During the Second World War, Galbraith worked at the Office of Price Administration, fixing prices as part of that era's semiplanned economy. Unlike every other former central planner I have ever come across, in person or in print -- whether it be from India's old Planning Commission (which Galbraith once advised), the Soviet Union's pre-perestroika Gosplan and its East European equivalents, Africa's agricultural marketing boards, Britain's assorted pre-1979 prices and incomes boards, you name it -- Galbraith brought from that experience the view that there was much to be said for having bureaucrats fix prices. The experience seemed to dismay everybody else and to convert them to the view that markets do the job better.
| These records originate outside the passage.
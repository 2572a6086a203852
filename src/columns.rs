//! Recognized column names.
//!
//! Everything else in a mark sheet is either a subject score (numeric) or carried through
//! untouched.

/// Unique integer identity; synthesized as `1..=n` when absent.
pub const STUDENT_ID: &str = "StudentID";
/// Display name; synthesized as `Student {n}` when absent.
pub const NAME: &str = "Name";
/// Optional grouping field.
pub const CLASS: &str = "Class";
/// Optional grouping field.
pub const SECTION: &str = "Section";
/// Derived whole-number sum of subject scores.
pub const TOTAL: &str = "Total";
/// Derived percentage of the maximum possible total, rounded to 2 decimals.
pub const PERCENTAGE: &str = "Percentage";
/// Derived letter grade. Recomputed by aggregation if present in the input.
pub const GRADE: &str = "Grade";
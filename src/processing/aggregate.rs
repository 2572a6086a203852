//! Per-student Total, Percentage and Grade.

use serde::{Deserialize, Serialize};

use crate::columns::{GRADE, PERCENTAGE, TOTAL};
use crate::types::{DataSet, DataType, Field, Value};

use super::grade::grade;
use super::round2;
use super::subjects::SubjectColumns;

/// Maximum score for a single subject.
pub const MAX_SUBJECT_SCORE: f64 = 100.0;

/// How missing subject scores count toward a student's Total and Percentage.
#[derive(Debug, Clone, Copy, PartialEq, Eq, Default, Serialize, Deserialize)]
pub enum MissingPolicy {
    /// A missing score is a 0; the maximum is `100 × subject count` for everyone.
    #[default]
    ZeroFill,
    /// Missing scores are left out; the maximum is `100 × scores present` for that student.
    SkipMissing,
}

impl MissingPolicy {
    /// Map the dashboard's "treat missing as zero" toggle onto a policy.
    pub fn from_treat_missing_as_zero(treat_missing_as_zero: bool) -> Self {
        if treat_missing_as_zero {
            MissingPolicy::ZeroFill
        } else {
            MissingPolicy::SkipMissing
        }
    }
}

/// Score of one student before storage rounding.
#[derive(Debug, Clone, Copy, PartialEq)]
struct RowScore {
    total: f64,
    percentage: f64,
}

/// Returns a new [`DataSet`] with `Total`, `Percentage` and `Grade` computed for every row.
///
/// - Subjects missing from the dataset entirely are appended as `Float64` columns of `0.0`.
/// - Non-numeric and null subject cells are missing scores, handled per `policy`.
/// - `Total` is stored as `Int64` (fractional sums truncate); `Percentage` is rounded to
///   2 decimals; `Grade` is the letter for the rounded percentage.
/// - Existing `Total` / `Percentage` / `Grade` columns are overwritten in place; otherwise
///   they are appended in that order.
pub fn aggregate(dataset: &DataSet, subjects: &SubjectColumns, policy: MissingPolicy) -> DataSet {
    let mut out = dataset.clone();
    let n = out.row_count();

    for name in subjects.iter() {
        if !out.schema.contains(name) {
            log::debug!("subject column '{name}' absent; filling with 0.0");
            out.set_column(
                Field::new(name, DataType::Float64),
                vec![Value::Float64(0.0); n],
            );
        }
    }

    let idxs: Vec<usize> = subjects
        .iter()
        .filter_map(|name| out.schema.index_of(name))
        .collect();

    let mut totals = Vec::with_capacity(n);
    let mut percentages = Vec::with_capacity(n);
    let mut grades = Vec::with_capacity(n);
    for row in &out.rows {
        let score = score_row(row, &idxs, policy);
        let pct = round2(score.percentage);
        totals.push(Value::Int64(score.total.trunc() as i64));
        percentages.push(Value::Float64(pct));
        grades.push(Value::Utf8(grade(pct).to_string()));
    }

    out.set_column(Field::new(TOTAL, DataType::Int64), totals);
    out.set_column(Field::new(PERCENTAGE, DataType::Float64), percentages);
    out.set_column(Field::new(GRADE, DataType::Utf8), grades);
    out
}

fn score_row(row: &[Value], idxs: &[usize], policy: MissingPolicy) -> RowScore {
    let present: Vec<f64> = idxs
        .iter()
        .filter_map(|&i| row.get(i).and_then(Value::as_f64))
        .collect();
    let total: f64 = present.iter().sum();

    let max_total = match policy {
        MissingPolicy::ZeroFill => MAX_SUBJECT_SCORE * idxs.len() as f64,
        MissingPolicy::SkipMissing => MAX_SUBJECT_SCORE * present.len() as f64,
    };
    let percentage = if max_total > 0.0 {
        total / max_total * 100.0
    } else {
        0.0
    };

    RowScore { total, percentage }
}
//! Class/section/threshold filtering and top-N ranking.

use std::cmp::Ordering;

use serde::{Deserialize, Serialize};

use crate::columns::{CLASS, PERCENTAGE, SECTION};
use crate::types::{DataSet, Value};

/// Label the dashboard uses for "no filter" on a categorical field.
pub const ALL: &str = "All";

/// A categorical filter choice.
#[derive(Debug, Clone, PartialEq, Eq, Default, Serialize, Deserialize)]
pub enum Selection {
    /// Keep every value.
    #[default]
    All,
    /// Keep only cells whose text is exactly this (case-sensitive).
    Only(String),
}

impl Selection {
    fn matches(&self, value: &Value) -> bool {
        match self {
            Selection::All => true,
            Selection::Only(wanted) => value.to_string() == *wanted,
        }
    }
}

impl From<&str> for Selection {
    fn from(s: &str) -> Self {
        if s == ALL {
            Selection::All
        } else {
            Selection::Only(s.to_string())
        }
    }
}

impl From<String> for Selection {
    fn from(s: String) -> Self {
        if s == ALL {
            Selection::All
        } else {
            Selection::Only(s)
        }
    }
}

/// Filter settings chosen in the front end.
///
/// The default keeps every row.
#[derive(Debug, Clone, PartialEq, Default, Serialize, Deserialize)]
pub struct FilterCriteria {
    /// Matched against the `Class` column.
    pub class: Selection,
    /// Matched against the `Section` column.
    pub section: Selection,
    /// Minimum `Percentage` (inclusive). `0` disables the threshold.
    pub min_percent: f64,
    /// Keep only the N best by `Percentage`. `None` and `Some(0)` disable ranking.
    pub top_n: Option<usize>,
}

impl FilterCriteria {
    /// Restrict to one class (`"All"` clears the restriction).
    pub fn with_class(mut self, class: impl Into<Selection>) -> Self {
        self.class = class.into();
        self
    }

    /// Restrict to one section (`"All"` clears the restriction).
    pub fn with_section(mut self, section: impl Into<Selection>) -> Self {
        self.section = section.into();
        self
    }

    /// Drop students below `min_percent`.
    pub fn with_min_percent(mut self, min_percent: f64) -> Self {
        self.min_percent = min_percent;
        self
    }

    /// Keep the `top_n` best students.
    pub fn with_top_n(mut self, top_n: usize) -> Self {
        self.top_n = Some(top_n);
        self
    }
}

/// Returns a new [`DataSet`] narrowed by `criteria`. The input is never modified.
///
/// Steps, in order:
///
/// 1. `class` (skipped if there is no `Class` column)
/// 2. `section` (skipped if there is no `Section` column)
/// 3. `Percentage >= min_percent` when `min_percent > 0` (skipped without `Percentage`)
/// 4. stable sort by `Percentage` descending, then truncate to `top_n`
///    (skipped without `Percentage`)
///
/// # Examples
///
/// ```rust
/// use marks_analysis::processing::{filter, FilterCriteria};
/// use marks_analysis::types::{DataSet, DataType, Field, Schema, Value};
///
/// let ds = DataSet::new(
///     Schema::new(vec![
///         Field::new("Name", DataType::Utf8),
///         Field::new("Percentage", DataType::Float64),
///     ]),
///     vec![
///         vec![Value::Utf8("a".into()), Value::Float64(75.0)],
///         vec![Value::Utf8("b".into()), Value::Float64(45.0)],
///         vec![Value::Utf8("c".into()), Value::Float64(100.0)],
///     ],
/// );
/// let out = filter(&ds, &FilterCriteria::default().with_min_percent(50.0));
/// assert_eq!(out.row_count(), 2);
/// ```
pub fn filter(dataset: &DataSet, criteria: &FilterCriteria) -> DataSet {
    let mut out = filter_category(dataset, CLASS, &criteria.class);
    out = filter_category(&out, SECTION, &criteria.section);

    let Some(pct_idx) = out.schema.index_of(PERCENTAGE) else {
        log::debug!("no '{PERCENTAGE}' column; skipping threshold and ranking");
        return out;
    };

    if criteria.min_percent > 0.0 {
        out = out.filter_rows(|row| {
            row.get(pct_idx)
                .and_then(Value::as_f64)
                .is_some_and(|pct| pct >= criteria.min_percent)
        });
    }

    if let Some(n) = criteria.top_n.filter(|&n| n > 0) {
        out.rows.sort_by(|a, b| rank_order(&a[pct_idx], &b[pct_idx]));
        out.rows.truncate(n);
    }

    out
}

fn filter_category(dataset: &DataSet, column: &str, selection: &Selection) -> DataSet {
    if *selection == Selection::All {
        return dataset.clone();
    }
    match dataset.schema.index_of(column) {
        Some(idx) => dataset.filter_rows(|row| row.get(idx).is_some_and(|v| selection.matches(v))),
        None => {
            log::debug!("no '{column}' column; ignoring {selection:?}");
            dataset.clone()
        }
    }
}

/// Descending by numeric value; missing values last.
pub(crate) fn rank_order(a: &Value, b: &Value) -> Ordering {
    match (a.as_f64(), b.as_f64()) {
        (Some(x), Some(y)) => y.partial_cmp(&x).unwrap_or(Ordering::Equal),
        (Some(_), None) => Ordering::Less,
        (None, Some(_)) => Ordering::Greater,
        (None, None) => Ordering::Equal,
    }
}

#[cfg(test)]
mod tests {
    use super::{filter, FilterCriteria, Selection};
    use crate::types::{DataSet, DataType, Field, Schema, Value};

    fn sample_dataset() -> DataSet {
        let schema = Schema::new(vec![
            Field::new("Name", DataType::Utf8),
            Field::new("Class", DataType::Int64),
            Field::new("Section", DataType::Utf8),
            Field::new("Percentage", DataType::Float64),
        ]);
        let row = |name: &str, class: i64, section: &str, pct: f64| {
            vec![
                Value::Utf8(name.to_string()),
                Value::Int64(class),
                Value::Utf8(section.to_string()),
                Value::Float64(pct),
            ]
        };
        DataSet::new(
            schema,
            vec![
                row("a", 10, "A", 75.0),
                row("b", 10, "B", 45.0),
                row("c", 9, "A", 100.0),
                row("d", 10, "A", 75.0),
                row("e", 9, "B", 30.0),
            ],
        )
    }

    fn names(ds: &DataSet) -> Vec<String> {
        ds.column("Name").map(|v| v.to_string()).collect()
    }

    #[test]
    fn default_criteria_keep_everything() {
        let ds = sample_dataset();
        assert_eq!(filter(&ds, &FilterCriteria::default()), ds);
    }

    #[test]
    fn class_and_section_match_exactly() {
        let ds = sample_dataset();
        let criteria = FilterCriteria::default().with_class("10").with_section("A");
        assert_eq!(names(&filter(&ds, &criteria)), vec!["a", "d"]);

        let lower = FilterCriteria::default().with_section("a");
        assert!(filter(&ds, &lower).is_empty());
    }

    #[test]
    fn all_label_is_no_filter() {
        assert_eq!(Selection::from("All"), Selection::All);
        assert_eq!(Selection::from("all"), Selection::Only("all".to_string()));
    }

    #[test]
    fn min_percent_is_inclusive() {
        let ds = sample_dataset();
        let out = filter(&ds, &FilterCriteria::default().with_min_percent(75.0));
        assert_eq!(names(&out), vec!["a", "c", "d"]);
    }

    #[test]
    fn top_n_sorts_descending_and_keeps_tie_order() {
        let ds = sample_dataset();
        let out = filter(&ds, &FilterCriteria::default().with_top_n(3));
        assert_eq!(names(&out), vec!["c", "a", "d"]);
    }

    #[test]
    fn top_n_zero_is_a_no_op() {
        let ds = sample_dataset();
        let out = filter(&ds, &FilterCriteria::default().with_top_n(0));
        assert_eq!(out, ds);
    }

    #[test]
    fn top_n_applies_after_other_filters() {
        let ds = sample_dataset();
        let criteria = FilterCriteria::default().with_class("9").with_top_n(1);
        assert_eq!(names(&filter(&ds, &criteria)), vec!["c"]);
    }

    #[test]
    fn filtering_twice_is_idempotent() {
        let ds = sample_dataset();
        let criteria = FilterCriteria::default()
            .with_section("A")
            .with_min_percent(50.0)
            .with_top_n(2);
        let once = filter(&ds, &criteria);
        assert_eq!(filter(&once, &criteria), once);
    }

    #[test]
    fn missing_columns_make_steps_no_ops() {
        let ds = sample_dataset().select(&["Name"]);
        let criteria = FilterCriteria::default()
            .with_class("10")
            .with_section("A")
            .with_min_percent(50.0)
            .with_top_n(1);
        assert_eq!(filter(&ds, &criteria), ds);
    }

    #[test]
    fn missing_percentages_fail_threshold_and_rank_last() {
        let mut ds = sample_dataset();
        ds.rows[0][3] = Value::Null;
        let ranked = filter(&ds, &FilterCriteria::default().with_top_n(5));
        assert_eq!(names(&ranked), vec!["c", "d", "b", "e", "a"]);

        let thresholded = filter(&ds, &FilterCriteria::default().with_min_percent(1.0));
        assert!(!names(&thresholded).contains(&"a".to_string()));
    }
}
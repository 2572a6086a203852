//! Letter grades.

use std::fmt;
use std::str::FromStr;

use serde::{Deserialize, Serialize};

use crate::types::Value;

/// Letter grade derived from a percentage.
#[derive(Debug, Clone, Copy, PartialEq, Eq, Hash, Serialize, Deserialize)]
pub enum Grade {
    #[serde(rename = "A+")]
    APlus,
    A,
    #[serde(rename = "B+")]
    BPlus,
    B,
    C,
    D,
    F,
    /// The percentage was missing or not a number.
    #[serde(rename = "N/A")]
    NotAvailable,
}

impl Grade {
    /// Display label (`A+`, `B+`, `N/A`, ...).
    pub fn as_str(&self) -> &'static str {
        match self {
            Grade::APlus => "A+",
            Grade::A => "A",
            Grade::BPlus => "B+",
            Grade::B => "B",
            Grade::C => "C",
            Grade::D => "D",
            Grade::F => "F",
            Grade::NotAvailable => "N/A",
        }
    }
}

impl fmt::Display for Grade {
    fn fmt(&self, f: &mut fmt::Formatter<'_>) -> fmt::Result {
        f.write_str(self.as_str())
    }
}

impl FromStr for Grade {
    type Err = String;

    fn from_str(s: &str) -> Result<Self, Self::Err> {
        match s.trim() {
            "A+" => Ok(Grade::APlus),
            "A" => Ok(Grade::A),
            "B+" => Ok(Grade::BPlus),
            "B" => Ok(Grade::B),
            "C" => Ok(Grade::C),
            "D" => Ok(Grade::D),
            "F" => Ok(Grade::F),
            "N/A" => Ok(Grade::NotAvailable),
            other => Err(format!("unknown grade '{other}'")),
        }
    }
}

/// Converts a percentage (0–100) into a letter grade.
///
/// Lower bounds are inclusive, so a boundary value gets the higher grade.
///
/// | Range    | Grade |
/// |----------|-------|
/// | >= 90    | A+    |
/// | >= 80    | A     |
/// | >= 70    | B+    |
/// | >= 60    | B     |
/// | >= 50    | C     |
/// | >= 40    | D     |
/// | < 40     | F     |
///
/// NaN yields [`Grade::NotAvailable`].
pub fn grade(pct: f64) -> Grade {
    match pct {
        p if p.is_nan() => Grade::NotAvailable,
        p if p >= 90.0 => Grade::APlus,
        p if p >= 80.0 => Grade::A,
        p if p >= 70.0 => Grade::BPlus,
        p if p >= 60.0 => Grade::B,
        p if p >= 50.0 => Grade::C,
        p if p >= 40.0 => Grade::D,
        _ => Grade::F,
    }
}

/// Grade an arbitrary cell. Numeric strings are parsed; anything else is `N/A`.
pub fn grade_value(value: &Value) -> Grade {
    match value {
        Value::Int64(_) | Value::Float64(_) => value.as_f64().map_or(Grade::NotAvailable, grade),
        Value::Utf8(s) => s
            .trim()
            .parse::<f64>()
            .map_or(Grade::NotAvailable, grade),
        Value::Null | Value::Bool(_) => Grade::NotAvailable,
    }
}

#[cfg(test)]
mod tests {
    use super::*;

    #[test]
    fn test_grade_boundaries() {
        assert_eq!(grade(100.0), Grade::APlus);
        assert_eq!(grade(90.0), Grade::APlus);
        assert_eq!(grade(89.99), Grade::A);
        assert_eq!(grade(80.0), Grade::A);
        assert_eq!(grade(79.99), Grade::BPlus);
        assert_eq!(grade(70.0), Grade::BPlus);
        assert_eq!(grade(60.0), Grade::B);
        assert_eq!(grade(50.0), Grade::C);
        assert_eq!(grade(40.0), Grade::D);
        assert_eq!(grade(39.99), Grade::F);
        assert_eq!(grade(0.0), Grade::F);
    }

    #[test]
    fn unparseable_input_is_not_available() {
        assert_eq!(grade_value(&Value::Utf8("x".to_string())), Grade::NotAvailable);
        assert_eq!(grade_value(&Value::Null), Grade::NotAvailable);
        assert_eq!(grade_value(&Value::Float64(f64::NAN)), Grade::NotAvailable);
        assert_eq!(grade_value(&Value::Utf8(" 72.5 ".to_string())), Grade::BPlus);
        assert_eq!(grade_value(&Value::Int64(90)), Grade::APlus);
    }

    #[test]
    fn labels_round_trip() {
        for g in [
            Grade::APlus,
            Grade::A,
            Grade::BPlus,
            Grade::B,
            Grade::C,
            Grade::D,
            Grade::F,
            Grade::NotAvailable,
        ] {
            assert_eq!(g.to_string().parse::<Grade>(), Ok(g));
        }
    }
}
//! Subject-column detection.
//!
//! Subject columns are decided once, from the loaded [`Schema`], and the resulting
//! [`SubjectColumns`] is handed to every later stage.

use crate::columns::{PERCENTAGE, STUDENT_ID, TOTAL};
use crate::error::{AnalysisError, AnalysisResult};
use crate::types::{DataType, Schema};

/// Describes which schema fields count as graded subjects.
#[derive(Debug, Clone)]
pub struct SchemaConfig {
    /// Field names never treated as subjects, even when numeric.
    pub excluded: Vec<String>,
    /// Which field types hold scores.
    pub is_numeric: fn(&DataType) -> bool,
}

impl Default for SchemaConfig {
    fn default() -> Self {
        Self {
            excluded: vec![TOTAL.to_string(), PERCENTAGE.to_string(), STUDENT_ID.to_string()],
            is_numeric: DataType::is_numeric,
        }
    }
}

/// Ordered, non-empty set of subject column names.
#[derive(Debug, Clone, PartialEq, Eq)]
pub struct SubjectColumns {
    names: Vec<String>,
}

impl SubjectColumns {
    /// Select all numeric fields not listed in `config.excluded`, in schema order.
    ///
    /// Fails with [`AnalysisError::NoSubjectColumns`] if nothing is left.
    pub fn detect(schema: &Schema, config: &SchemaConfig) -> AnalysisResult<Self> {
        let names: Vec<String> = schema
            .fields
            .iter()
            .filter(|f| (config.is_numeric)(&f.data_type))
            .filter(|f| !config.excluded.iter().any(|e| *e == f.name))
            .map(|f| f.name.clone())
            .collect();
        Self::new(names).map_err(|_| AnalysisError::NoSubjectColumns {
            excluded: config.excluded.clone(),
        })
    }

    /// Use an explicit list of subjects. Columns need not exist in the dataset yet.
    pub fn new(names: Vec<String>) -> AnalysisResult<Self> {
        if names.is_empty() {
            return Err(AnalysisError::NoSubjectColumns { excluded: Vec::new() });
        }
        Ok(Self { names })
    }

    /// Subject names in column order.
    pub fn names(&self) -> &[String] {
        &self.names
    }

    /// Number of subjects.
    pub fn len(&self) -> usize {
        self.names.len()
    }

    /// Never true for a constructed set.
    pub fn is_empty(&self) -> bool {
        self.names.is_empty()
    }

    /// Iterate subject names in column order.
    pub fn iter(&self) -> impl Iterator<Item = &str> {
        self.names.iter().map(String::as_str)
    }
}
Galbraith thought, no, he had done pretty well.
The author, Clive Crook, goes on to discuss the affinity the political left has for JKG. I would only add that, as we can see in the dramatic rise in spending, it seems that people on both sides of the spectrum seem to be attracted to the notion that centralized control is useful, if only it's "done correctly." Maybe that makes more sense when you get to set your own bar for "correctly".